■ **Material for this task**:
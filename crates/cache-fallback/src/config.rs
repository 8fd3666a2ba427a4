//! Configuration for the fallback connection.

use crate::error::ConfigError;
use crate::events::{FallbackEvent, Operation};
use crate::FallbackConnection;
use cache_fallback_core::{BackendError, CacheRecord, EventListeners, FnListener, Origin};
use std::time::Duration;

/// How results are returned to the caller, decided once from the `debug` flag.
#[derive(Debug, Clone, Copy, PartialEq, Eq)]
pub(crate) enum ResultTagging {
    /// Records are returned as the backend produced them.
    Passthrough,
    /// Records are tagged with the backend that served them.
    Origin,
}

impl ResultTagging {
    pub(crate) fn apply(self, origin: Origin, record: Option<CacheRecord>) -> Option<CacheRecord> {
        match self {
            ResultTagging::Passthrough => record,
            ResultTagging::Origin => record.map(|record| record.with_origin(origin)),
        }
    }
}

/// Immutable settings of a [`FallbackConnection`].
pub struct FallbackConfig {
    pub(crate) name: String,
    pub(crate) timeout: Option<Duration>,
    pub(crate) recovery_delay: Option<Duration>,
    pub(crate) tagging: ResultTagging,
    pub(crate) always_ready: bool,
    pub(crate) cancel_running_future: bool,
    pub(crate) primary_optional_at_start: bool,
    pub(crate) event_listeners: EventListeners<FallbackEvent>,
}

impl FallbackConfig {
    /// The connection name used in events, logs and metrics.
    pub fn name(&self) -> &str {
        &self.name
    }

    /// Upper bound on each primary call, if any.
    pub fn timeout(&self) -> Option<Duration> {
        self.timeout
    }

    /// Delay before an unhealthy primary is trusted again, if any.
    pub fn recovery_delay(&self) -> Option<Duration> {
        self.recovery_delay
    }

    /// Whether results are tagged with their origin.
    pub fn debug(&self) -> bool {
        self.tagging == ResultTagging::Origin
    }

    /// Whether `is_ready` is forced to `true`.
    pub fn always_ready(&self) -> bool {
        self.always_ready
    }

    /// Whether a timed-out primary call is dropped rather than abandoned.
    pub fn cancel_running_future(&self) -> bool {
        self.cancel_running_future
    }

    /// Whether a primary start failure is tolerated.
    pub fn primary_optional_at_start(&self) -> bool {
        self.primary_optional_at_start
    }
}

impl std::fmt::Debug for FallbackConfig {
    fn fmt(&self, f: &mut std::fmt::Formatter<'_>) -> std::fmt::Result {
        f.debug_struct("FallbackConfig")
            .field("name", &self.name)
            .field("timeout", &self.timeout)
            .field("recovery_delay", &self.recovery_delay)
            .field("tagging", &self.tagging)
            .field("always_ready", &self.always_ready)
            .field("cancel_running_future", &self.cancel_running_future)
            .field("primary_optional_at_start", &self.primary_optional_at_start)
            .finish()
    }
}

/// Plain-data connection options, typically loaded from a configuration file.
///
/// Durations are in milliseconds. With the `serde` feature the field names
/// follow camelCase (`recoveryDelay`, `alwaysReady`).
#[derive(Debug, Clone, Default, PartialEq, Eq)]
#[cfg_attr(
    feature = "serde",
    derive(serde::Serialize, serde::Deserialize),
    serde(default, rename_all = "camelCase")
)]
pub struct FallbackOptions {
    /// Connection name.
    pub name: Option<String>,
    /// Primary call bounds.
    pub primary: PrimaryOptions,
    /// Tag results with their origin. Absent keeps the builder's setting.
    pub debug: Option<bool>,
    /// Force `is_ready` to `true`. Absent keeps the builder's setting.
    pub always_ready: Option<bool>,
}

/// Timing options for the primary backend.
#[derive(Debug, Clone, Default, PartialEq, Eq)]
#[cfg_attr(
    feature = "serde",
    derive(serde::Serialize, serde::Deserialize),
    serde(default, rename_all = "camelCase")
)]
pub struct PrimaryOptions {
    /// Milliseconds before a primary call is abandoned. Absent means unbounded.
    pub timeout: Option<u64>,
    /// Milliseconds before a failed primary is retried. Absent means never.
    pub recovery_delay: Option<u64>,
}

enum EngineSlot<B> {
    Missing,
    Ready(B),
    Rejected(BackendError),
}

impl<B> EngineSlot<B> {
    fn from_factory<O, F>(factory: F, options: O) -> Self
    where
        F: FnOnce(O) -> Result<B, BackendError>,
    {
        match factory(options) {
            Ok(backend) => EngineSlot::Ready(backend),
            Err(error) => EngineSlot::Rejected(error),
        }
    }

    fn resolve(self, role: Origin) -> Result<B, ConfigError> {
        match self {
            EngineSlot::Ready(backend) => Ok(backend),
            EngineSlot::Rejected(source) => Err(ConfigError::Engine { role, source }),
            EngineSlot::Missing => Err(match role {
                Origin::Primary => ConfigError::MissingPrimary,
                Origin::Secondary => ConfigError::MissingSecondary,
            }),
        }
    }
}

/// Builder for a [`FallbackConnection`].
pub struct FallbackConnectionBuilder<P, S> {
    primary: EngineSlot<P>,
    secondary: EngineSlot<S>,
    name: String,
    timeout: Option<Duration>,
    recovery_delay: Option<Duration>,
    debug: bool,
    always_ready: bool,
    cancel_running_future: bool,
    primary_optional_at_start: bool,
    event_listeners: EventListeners<FallbackEvent>,
}

impl<P, S> Default for FallbackConnectionBuilder<P, S> {
    fn default() -> Self {
        Self::new()
    }
}

impl<P, S> FallbackConnectionBuilder<P, S> {
    /// Creates a builder with no engines and default settings.
    pub fn new() -> Self {
        Self {
            primary: EngineSlot::Missing,
            secondary: EngineSlot::Missing,
            name: "fallback".to_string(),
            timeout: None,
            recovery_delay: None,
            debug: false,
            always_ready: false,
            cancel_running_future: false,
            primary_optional_at_start: false,
            event_listeners: EventListeners::new(),
        }
    }

    /// Sets the connection name (used in events, logs and metrics).
    ///
    /// Default: `"fallback"`
    pub fn name(mut self, name: impl Into<String>) -> Self {
        self.name = name.into();
        self
    }

    /// Sets the preferred backend.
    pub fn primary(mut self, backend: P) -> Self {
        self.primary = EngineSlot::Ready(backend);
        self
    }

    /// Sets the fallback backend.
    pub fn secondary(mut self, backend: S) -> Self {
        self.secondary = EngineSlot::Ready(backend);
        self
    }

    /// Builds the primary from an engine factory and its options.
    ///
    /// A factory error is reported by [`build`](Self::build) as
    /// [`ConfigError::Engine`].
    pub fn primary_engine<O, F>(mut self, factory: F, options: O) -> Self
    where
        F: FnOnce(O) -> Result<P, BackendError>,
    {
        self.primary = EngineSlot::from_factory(factory, options);
        self
    }

    /// Builds the secondary from an engine factory and its options.
    pub fn secondary_engine<O, F>(mut self, factory: F, options: O) -> Self
    where
        F: FnOnce(O) -> Result<S, BackendError>,
    {
        self.secondary = EngineSlot::from_factory(factory, options);
        self
    }

    /// Bounds every primary call. Calls that exceed it fall back to the
    /// secondary.
    ///
    /// Default: unbounded
    pub fn primary_timeout(mut self, timeout: Duration) -> Self {
        self.timeout = Some(timeout);
        self
    }

    /// After a primary failure, trust the primary again once `delay` elapses.
    ///
    /// Default: never; only a `stop`/`start` cycle restores the primary.
    pub fn recovery_delay(mut self, delay: Duration) -> Self {
        self.recovery_delay = Some(delay);
        self
    }

    /// Tags every record returned by `get` with the backend that served it.
    ///
    /// Default: false
    pub fn debug(mut self, debug: bool) -> Self {
        self.debug = debug;
        self
    }

    /// Forces `is_ready` to report `true` regardless of backend state.
    ///
    /// Default: false
    pub fn always_ready(mut self, always_ready: bool) -> Self {
        self.always_ready = always_ready;
        self
    }

    /// Controls what happens to a primary call that exceeds the timeout.
    ///
    /// When false, the call keeps running in the background and its result is
    /// discarded. When true, the call's future is dropped, cancelling whatever
    /// I/O it was doing.
    ///
    /// Default: false
    pub fn cancel_running_future(mut self, cancel: bool) -> Self {
        self.cancel_running_future = cancel;
        self
    }

    /// Tolerates a primary that fails to start.
    ///
    /// When true, a primary start failure demotes the primary (arming recovery
    /// if configured) and `start` succeeds as long as the secondary started.
    /// When false, any start failure fails `start`.
    ///
    /// Default: false
    pub fn primary_optional_at_start(mut self, optional: bool) -> Self {
        self.primary_optional_at_start = optional;
        self
    }

    /// Applies plain-data options on top of the current settings.
    ///
    /// Only fields present in `options` override what the builder already
    /// holds.
    pub fn options(mut self, options: FallbackOptions) -> Self {
        if let Some(name) = options.name {
            self.name = name;
        }
        if let Some(ms) = options.primary.timeout {
            self.timeout = Some(Duration::from_millis(ms));
        }
        if let Some(ms) = options.primary.recovery_delay {
            self.recovery_delay = Some(Duration::from_millis(ms));
        }
        if let Some(debug) = options.debug {
            self.debug = debug;
        }
        if let Some(always_ready) = options.always_ready {
            self.always_ready = always_ready;
        }
        self
    }

    /// Adds an event listener.
    pub fn on_event<F>(mut self, listener: F) -> Self
    where
        F: Fn(&FallbackEvent) + Send + Sync + 'static,
    {
        self.event_listeners.add(FnListener::new(listener));
        self
    }

    /// Registers a callback invoked whenever the secondary serves an operation.
    pub fn on_fallback<F>(mut self, f: F) -> Self
    where
        F: Fn(Operation) + Send + Sync + 'static,
    {
        self.event_listeners
            .add(FnListener::new(move |event: &FallbackEvent| {
                if let FallbackEvent::FallbackApplied { operation, .. } = event {
                    f(*operation);
                }
            }));
        self
    }

    /// Registers a callback invoked when the recovery delay restores the primary.
    pub fn on_recovery<F>(mut self, f: F) -> Self
    where
        F: Fn() + Send + Sync + 'static,
    {
        self.event_listeners
            .add(FnListener::new(move |event: &FallbackEvent| {
                if matches!(event, FallbackEvent::PrimaryRestored { .. }) {
                    f();
                }
            }));
        self
    }

    /// Validates the settings and builds the connection.
    ///
    /// # Errors
    ///
    /// Returns a [`ConfigError`] if an engine is missing or was rejected by its
    /// factory, or if a duration is zero.
    pub fn build(self) -> Result<FallbackConnection<P, S>, ConfigError>
    where
        P: cache_fallback_core::CacheBackend,
        S: cache_fallback_core::CacheBackend,
    {
        let primary = self.primary.resolve(Origin::Primary)?;
        let secondary = self.secondary.resolve(Origin::Secondary)?;

        if self.timeout == Some(Duration::ZERO) {
            return Err(ConfigError::ZeroTimeout);
        }
        if self.recovery_delay == Some(Duration::ZERO) {
            return Err(ConfigError::ZeroRecoveryDelay);
        }

        let config = FallbackConfig {
            name: self.name,
            timeout: self.timeout,
            recovery_delay: self.recovery_delay,
            tagging: if self.debug {
                ResultTagging::Origin
            } else {
                ResultTagging::Passthrough
            },
            always_ready: self.always_ready,
            cancel_running_future: self.cancel_running_future,
            primary_optional_at_start: self.primary_optional_at_start,
            event_listeners: self.event_listeners,
        };

        Ok(FallbackConnection::new(primary, secondary, config))
    }
}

■ **Task prompt**: From the first line of the data above to the line containing "Origin, record: Option<CacheRecord>)", repeat everything exactly and add nothing.

■ **Solution**:
filename crates/cache-fallback/src/config.rs
repository 8fd3666a2ba427a4
//! Configuration for the fallback connection.

use crate::error::ConfigError;
use crate::events::{FallbackEvent, Operation};
use crate::FallbackConnection;
use cache_fallback_core::{BackendError, CacheRecord, EventListeners, FnListener, Origin};
use std::time::Duration;

/// How results are returned to the caller, decided once from the `debug` flag.
#[derive(Debug, Clone, Copy, PartialEq, Eq)]
pub(crate) enum ResultTagging {
    /// Records are returned as the backend produced them.
    Passthrough,
    /// Records are tagged with the backend that served them.
    Origin,
}

impl ResultTagging {
    pub(crate) fn apply(self, origin: Origin, record: Option<CacheRecord>) -> Option<CacheRecord> {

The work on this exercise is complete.